Vol. 282, Issue 2, 671-675, 1997

Sympathetic Neurotransmission in Isolated Rat Atria After Sensory-Motor Denervation by Neonatal Treatment with Capsaicin

Annalisa Rubino, Vera Ralevic and Geoffrey Burnstock

Department of Anatomy and Developmental Biology, University College London, Gower Street, London, England

Long-term interactions between sympathetic and sensory-motor nerves have been shown in several tissues. Previous investigations in this laboratory have demonstrated an increase in cardiac sensory-motor innervation after neonatal sympathectomy by guanethidine and an increase of perivascular sympathetic neurotransmission after neonatal treatment by capsaicin.
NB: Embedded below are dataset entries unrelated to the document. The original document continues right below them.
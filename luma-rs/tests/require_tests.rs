//! End-to-end `require` behavior through a full [`Engine`] against real
//! on-disk module trees.

use std::fs;

use luma::engine::{Engine, EngineError};
use luma::marshal::ScriptValue;

fn engine_rooted_at(dir: &std::path::Path) -> Engine {
    let engine = Engine::new().unwrap();
    engine.set_search_root(dir).unwrap();
    engine
}

#[test]
fn require_resolves_from_disk() {
    let dir = tempfile::tempdir().unwrap();
    fs::write(
        dir.path().join("point.lua"),
        "return { x = 3, y = 4, norm = function(p) return (p.x^2 + p.y^2)^0.5 end }",
    )
    .unwrap();

    let engine = engine_rooted_at(dir.path());
    let norm: f64 = engine
        .eval("local p = require('point'); return p.norm(p)")
        .unwrap();
    assert_eq!(norm, 5.0);
}

#[test]
fn modules_can_require_each_other() {
    let dir = tempfile::tempdir().unwrap();
    fs::write(dir.path().join("inner.lua"), "return { value = 10 }").unwrap();
    fs::write(
        dir.path().join("outer.lua"),
        "local inner = require('inner')\nreturn { doubled = inner.value * 2 }",
    )
    .unwrap();

    let engine = engine_rooted_at(dir.path());
    let v: i64 = engine.eval("return require('outer').doubled").unwrap();
    assert_eq!(v, 20);
}

#[test]
fn diamond_requires_evaluate_the_shared_module_once() {
    let dir = tempfile::tempdir().unwrap();
    fs::write(
        dir.path().join("shared.lua"),
        "hits = (hits or 0) + 1\nreturn { id = hits }",
    )
    .unwrap();
    fs::write(dir.path().join("a.lua"), "return require('shared')").unwrap();
    fs::write(dir.path().join("b.lua"), "return require('shared')").unwrap();

    let engine = engine_rooted_at(dir.path());
    let same: bool = engine
        .eval("return require('a') == require('b')")
        .unwrap();
    assert!(same);
    let hits: i64 = engine.eval("return hits").unwrap();
    assert_eq!(hits, 1);
}

#[test]
fn module_error_surfaces_through_run_file() {
    let dir = tempfile::tempdir().unwrap();
    fs::write(dir.path().join("bad.lua"), "error('from the module')").unwrap();
    let main = dir.path().join("main.lua");
    fs::write(&main, "require('bad')").unwrap();

    let engine = engine_rooted_at(dir.path());
    let Err(EngineError::ScriptRuntime { raw }) = engine.run_file(&main) else {
        panic!("expected a runtime error");
    };
    assert!(raw.contains("from the module"), "{raw}");

    let report = engine.capture_and_format(&raw);
    assert!(report.contains("from the module"), "{report}");
    assert!(report.contains("stack traceback:"), "{report}");
}

#[test]
fn missing_module_report_names_the_search_path() {
    let dir = tempfile::tempdir().unwrap();
    let main = dir.path().join("main.lua");
    fs::write(&main, "require('nothere')").unwrap();

    let engine = engine_rooted_at(dir.path());
    let Err(EngineError::ScriptRuntime { raw }) = engine.run_file(&main) else {
        panic!("expected a runtime error");
    };
    assert!(raw.contains("nothere"), "{raw}");
    assert!(raw.contains("nothere.lua"), "{raw}");
}

#[test]
fn modules_see_registered_capabilities() {
    let dir = tempfile::tempdir().unwrap();
    fs::write(
        dir.path().join("greeter.lua"),
        "return { greet = function() return host.name end }",
    )
    .unwrap();

    let engine = engine_rooted_at(dir.path());
    engine
        .register_field("host", "name", ScriptValue::Str("luma".into()))
        .unwrap();
    let v: String = engine
        .eval("return require('greeter').greet()")
        .unwrap();
    assert_eq!(v, "luma");
}

#[test]
fn builtins_are_visible_inside_modules() {
    let dir = tempfile::tempdir().unwrap();
    fs::write(
        dir.path().join("sysinfo.lua"),
        "return { platform = process.platform(), pid = process.pid() }",
    )
    .unwrap();

    let engine = engine_rooted_at(dir.path());
    engine.install_builtins(&[]).unwrap();
    let pid: f64 = engine.eval("return require('sysinfo').pid").unwrap();
    assert_eq!(pid as u32, std::process::id());
}
//! Metric snapshot published by the sampler and read by the gate.

use serde::Serialize;

/// Which health metric a verdict refers to.
#[derive(Debug, Clone, Copy, PartialEq, Eq, Serialize)]
#[serde(rename_all = "snake_case")]
pub enum MetricKind {
    EventLoopDelay,
    HeapUsed,
    Resident,
    Utilization,
    None,
}

impl MetricKind {
    /// Label used in logs and metrics.
    pub fn as_str(self) -> &'static str {
        match self {
            MetricKind::EventLoopDelay => "event_loop_delay",
            MetricKind::HeapUsed => "heap_used",
            MetricKind::Resident => "resident",
            MetricKind::Utilization => "utilization",
            MetricKind::None => "none",
        }
    }
}

/// One fully-formed set of readings. Replaced wholesale on every publish.
#[derive(Debug, Clone, Copy, PartialEq, Serialize)]
pub struct MetricSnapshot {
    /// Scheduler delay in milliseconds, `>= 0`. `+inf` when unmeasurable.
    pub event_loop_delay_ms: f64,
    pub heap_used_bytes: u64,
    pub resident_bytes: u64,
    /// Busy fraction in `[0, 1]`; 0 when unsupported.
    pub utilization: f64,
}

impl Default for MetricSnapshot {
    fn default() -> Self {
        Self {
            event_loop_delay_ms: 0.0,
            heap_used_bytes: 0,
            resident_bytes: 0,
            utilization: 0.0,
        }
    }
}

/// Turn a raw delay-histogram mean (nanoseconds) into the published delay.
///
/// The probe's own sleep (`resolution_ms`) is subtracted and the result is
/// clamped at 0. A NaN mean (empty or broken histogram) becomes `+inf` so that
/// missing data rejects rather than admits.
pub fn normalize_delay_ms(mean_ns: f64, resolution_ms: f64) -> f64 {
    let ms = mean_ns / 1e6 - resolution_ms;
    if ms.is_nan() {
        return f64::INFINITY;
    }
    ms.max(0.0)
}

/// Clamp a utilization reading into `[0, 1]`; missing or NaN readings are 0.
pub fn normalize_utilization(raw: Option<f64>) -> f64 {
    match raw {
        Some(u) if u.is_finite() => u.clamp(0.0, 1.0),
        _ => 0.0,
    }
}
The present study evaluated the effects of sensory-motor denervation on sympathetic neurotransmission in the heart. Newborn rats were injected with capsaicin or its vehicle (Tween 80). Sympathetic neurotransmission was studied in isolated atria driven at a constant rate (4 Hz) by measuring cardiac responses to electrical field stimulation, in the presence of atropine 1 µM. Inotropism of tyramine, norepinephrine and calcitonin gene-related peptide was also tested. Neonatal capsaicin treatment did not affect cardiac responses to trains of an increasing number (2-32) of field pulses. Moreover, inotropic responses to tyramine did not differ between control, capsaicin- and Tween 80-treated preparations. Neither maximal effect nor pD₂ values were significantly different between the groups. Similarly, the inotropism of calcitonin gene-related peptide was comparable in all groups of atrial preparations. In marked contrast to earlier papers on blood vessels, this study shows a lack of effect of sensory-motor denervation by neonatal capsaicin treatment on cardiac sympathetic neurotransmission. The different neuronal plasticity of vascular and cardiac sensory innervation will be discussed. The present results also indicate that capsaicin-induced sensory-motor denervation is not associated with changes in cardiac responsiveness to calcitonin gene-related peptide.